PatchSiren cyber security CVE debrief
CVE-2026-13199 Raspberry Pi CVE debrief
The CVE record for CVE-2026-13199 was published on 2026-07-07T09:16:29.857Z and has not been modified since then. The NVD entry is currently not providing additional information. The vulnerability affects Raspberry Pi 5 and Compute Module 5 devices, specifically the EEPROM firmware, which produced non-random KASLR and RNG seed values. This resulted in consistent kernel addresses across boots and devices, potentially making it easier to exploit other vulnerabilities. The low-quality RNG seed may affect the quality of random numbers or delay booting while sufficient entropy is accumulated from other sources.
- Vendor
- Raspberry Pi
- Product
- Raspberry Pi 5 and Compute Module 5
- CVSS
- MEDIUM 5.1
- CISA KEV
- Not listed in stored evidence
- Original CVE published
- 2026-07-07
- Original CVE updated
- 2026-07-07
- Advisory published
- 2026-07-07
- Advisory updated
- 2026-07-07
Who should care
Users of Raspberry Pi 5 and Compute Module 5 devices should verify their EEPROM firmware version and update to a fixed version if necessary.

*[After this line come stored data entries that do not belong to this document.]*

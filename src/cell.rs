use crossterm::style::Color;

/// A single cell of the board.
///
/// A cell is either empty or holds exactly one occupant of one of the two
/// types. The display characters are `$` for type A, `.` for type B and a
/// space for an empty cell.
#[derive(Clone, Copy, Debug, Eq, PartialEq)]
pub enum Cell {
    Empty,
    TypeA,
    TypeB,
}

impl Cell {
    pub fn from_char(value: char) -> Cell {
        match value {
            ' ' => Cell::Empty,
            '$' => Cell::TypeA,
            '.' => Cell::TypeB,
            _ => panic!("Invalid character value: {}", value),
        }
    }

    pub fn to_char(self) -> char {
        match self {
            Cell::Empty => ' ',
            Cell::TypeA => '$',
            Cell::TypeB => '.',
        }
    }

    /// The color used when drawing the cell to the console.
    pub fn color(self) -> Color {
        match self {
            Cell::Empty => Color::Reset,
            Cell::TypeA => Color::Yellow,
            Cell::TypeB => Color::Cyan,
        }
    }

    pub fn is_empty(self) -> bool {
        self == Cell::Empty
    }
}
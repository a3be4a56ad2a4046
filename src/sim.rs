use crate::board::Board;
use crate::observer::Observer;
use serde::Serialize;

/// Represents the reason the simulation stopped.
#[derive(Clone, Copy, Debug, Eq, PartialEq, Serialize)]
pub enum Outcome {
    /// Every occupant is happy; no further relocation would occur.
    Converged,
    /// The iteration budget ran out before the board converged.
    BudgetExhausted,
}

/// The Schelling segregation simulation.
/// Main entry point for advancing a board until it converges or the
/// iteration budget runs out.
pub struct Simulation {
    board: Board,
    threshold: f64,
    remaining_iterations: usize,
    rounds: usize,
    outcome: Option<Outcome>,
}

impl Simulation {
    /// Creates a new simulation.
    ///
    /// # Arguments
    /// * `board` - The initial board. The simulation takes exclusive
    ///   ownership of it for its lifetime.
    /// * `threshold` - The fraction of same-type neighbors, conventionally in
    ///   `[0, 1]`, at or above which an occupant is happy.
    /// * `iterations` - The total relocation budget. Every relocation attempt
    ///   consumes one iteration, including no-op attempts on a full board.
    pub fn new(board: Board, threshold: f64, iterations: usize) -> Simulation {
        Simulation {
            board,
            threshold,
            remaining_iterations: iterations,
            rounds: 0,
            outcome: None,
        }
    }

    /// Runs rounds until the board converges or the budget is exhausted.
    ///
    /// Each round takes a snapshot of the unhappy occupants in row-major scan
    /// order and relocates every one of them, in that order, without
    /// re-checking happiness mid-round. The observer is notified after every
    /// relocation, after every completed round, and once when the simulation
    /// stops.
    pub fn run(&mut self, observer: &mut dyn Observer) -> Outcome {
        observer.on_start(&self.board);

        loop {
            let unhappy = self.board.unhappy_indices(self.threshold);

            if unhappy.is_empty() {
                return self.finish(Outcome::Converged, observer);
            }

            if self.remaining_iterations == 0 {
                return self.finish(Outcome::BudgetExhausted, observer);
            }

            for index in unhappy {
                let destination = self.board.relocate(index);
                self.remaining_iterations -= 1;
                observer.on_relocation(&self.board, index, destination);

                // Out of budget mid-round: the rest of the snapshot is dropped
                if self.remaining_iterations == 0 {
                    return self.finish(Outcome::BudgetExhausted, observer);
                }
            }

            self.rounds += 1;
            observer.on_round(&self.board, self.rounds);
        }
    }

    /// A read-only snapshot of the current board.
    pub fn board(&self) -> &Board {
        &self.board
    }

    /// The number of relocation attempts still available.
    pub fn remaining_iterations(&self) -> usize {
        self.remaining_iterations
    }

    /// The number of fully completed rounds.
    pub fn rounds(&self) -> usize {
        self.rounds
    }

    /// The terminal outcome. `None` until the simulation has run to
    /// completion.
    pub fn outcome(&self) -> Option<Outcome> {
        self.outcome
    }

    fn finish(&mut self, outcome: Outcome, observer: &mut dyn Observer) -> Outcome {
        self.outcome = Some(outcome);
        observer.on_finish(&self.board, outcome);
        outcome
    }
}

#[cfg(test)]
mod tests {
    use super::*;
    use crate::cell::Cell;
    use crate::observer::NoOpObserver;

    #[test]
    fn when_all_occupants_are_happy_the_simulation_converges_without_consuming_budget() {
        let board = Board::parse("$$\n$$");
        let mut sim = Simulation::new(board, 1.0, 10);

        assert_eq!(sim.run(&mut NoOpObserver), Outcome::Converged);
        assert_eq!(sim.remaining_iterations(), 10);
        assert_eq!(sim.rounds(), 0);
        assert_eq!(sim.outcome(), Some(Outcome::Converged));
    }

    #[test]
    fn when_running_a_one_by_three_board_it_converges_after_two_relocations() {
        // Both occupants see only a different-type neighbor, so both are in
        // the first round's snapshot. A moves to the empty cell at index 2,
        // then B wraps around to index 0, leaving both isolated.
        let board = Board::parse("$. ");
        let mut sim = Simulation::new(board, 1.0, 10);

        assert_eq!(sim.run(&mut NoOpObserver), Outcome::Converged);
        assert_eq!(sim.remaining_iterations(), 8);
        assert_eq!(sim.rounds(), 1);
        assert_eq!(sim.board(), &Board::parse(". $"));
    }

    #[test]
    fn when_the_budget_runs_out_mid_round_the_remaining_snapshot_is_not_processed() {
        let board = Board::parse("$. ");
        let mut sim = Simulation::new(board, 1.0, 1);

        assert_eq!(sim.run(&mut NoOpObserver), Outcome::BudgetExhausted);
        assert_eq!(sim.remaining_iterations(), 0);
        // Only A moved; B was still in the snapshot when the budget hit zero
        assert_eq!(sim.board().get(0, 0), Cell::Empty);
        assert_eq!(sim.board().get(0, 1), Cell::TypeB);
        assert_eq!(sim.board().get(0, 2), Cell::TypeA);
    }

    #[test]
    fn when_the_budget_is_zero_and_occupants_are_unhappy_it_exhausts_immediately() {
        let board = Board::parse("$. ");
        let mut sim = Simulation::new(board, 1.0, 0);

        assert_eq!(sim.run(&mut NoOpObserver), Outcome::BudgetExhausted);
        assert_eq!(sim.board(), &Board::parse("$. "));
    }

    #[test]
    fn when_the_board_is_full_every_no_op_relocation_still_consumes_budget() {
        let board = Board::parse("$.\n.$");
        let mut sim = Simulation::new(board, 1.0, 7);

        assert_eq!(sim.run(&mut NoOpObserver), Outcome::BudgetExhausted);
        assert_eq!(sim.remaining_iterations(), 0);
        // Nothing could move on a full board
        assert_eq!(sim.board(), &Board::parse("$.\n.$"));
    }

    #[test]
    fn when_running_to_completion_the_occupant_counts_are_conserved() {
        let board = Board::parse("$.$.\n.$.$\n$.$.\n    ");
        let type_a = board.count(Cell::TypeA);
        let type_b = board.count(Cell::TypeB);
        let mut sim = Simulation::new(board, 0.5, 1000);

        sim.run(&mut NoOpObserver);

        assert_eq!(sim.board().count(Cell::TypeA), type_a);
        assert_eq!(sim.board().count(Cell::TypeB), type_b);
    }

    struct RecordingObserver {
        events: Vec<String>,
    }

    impl Observer for RecordingObserver {
        fn on_start(&mut self, _board: &Board) {
            self.events.push("start".to_string());
        }

        fn on_relocation(&mut self, _board: &Board, from: usize, to: Option<usize>) {
            self.events.push(format!("move {} -> {:?}", from, to));
        }

        fn on_round(&mut self, _board: &Board, round: usize) {
            self.events.push(format!("round {}", round));
        }

        fn on_finish(&mut self, _board: &Board, outcome: Outcome) {
            self.events.push(format!("finish {:?}", outcome));
        }
    }

    #[test]
    fn when_running_the_observer_sees_relocations_in_scan_order() {
        let board = Board::parse("$. ");
        let mut sim = Simulation::new(board, 1.0, 10);
        let mut observer = RecordingObserver { events: Vec::new() };

        sim.run(&mut observer);

        let events: Vec<&str> = observer.events.iter().map(|event| event.as_str()).collect();
        assert_eq!(
            events,
            vec![
                "start",
                "move 0 -> Some(2)",
                "move 1 -> Some(0)",
                "round 1",
                "finish Converged",
            ]
        );
    }
}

Additionally, users should monitor for other potential vulnerabilities that may be exploited in conjunction with this issue. Security teams and platform operators should review the vulnerability and assess their exposure.
Technical summary
EEPROM firmware on Raspberry Pi 5 and Compute Module 5 devices produced non-random KASLR and RNG seed values, resulting in consistent kernel addresses across boots and devices. This may make it easier to exploit other vulnerabilities. The low-quality RNG seed may affect the quality of random numbers or delay booting while sufficient entropy is accumulated from other sources. The vulnerability requires local access and may be used to exploit other vulnerabilities.
Defensive priority
Medium priority, as the vulnerability requires local access and may be used to exploit other vulnerabilities.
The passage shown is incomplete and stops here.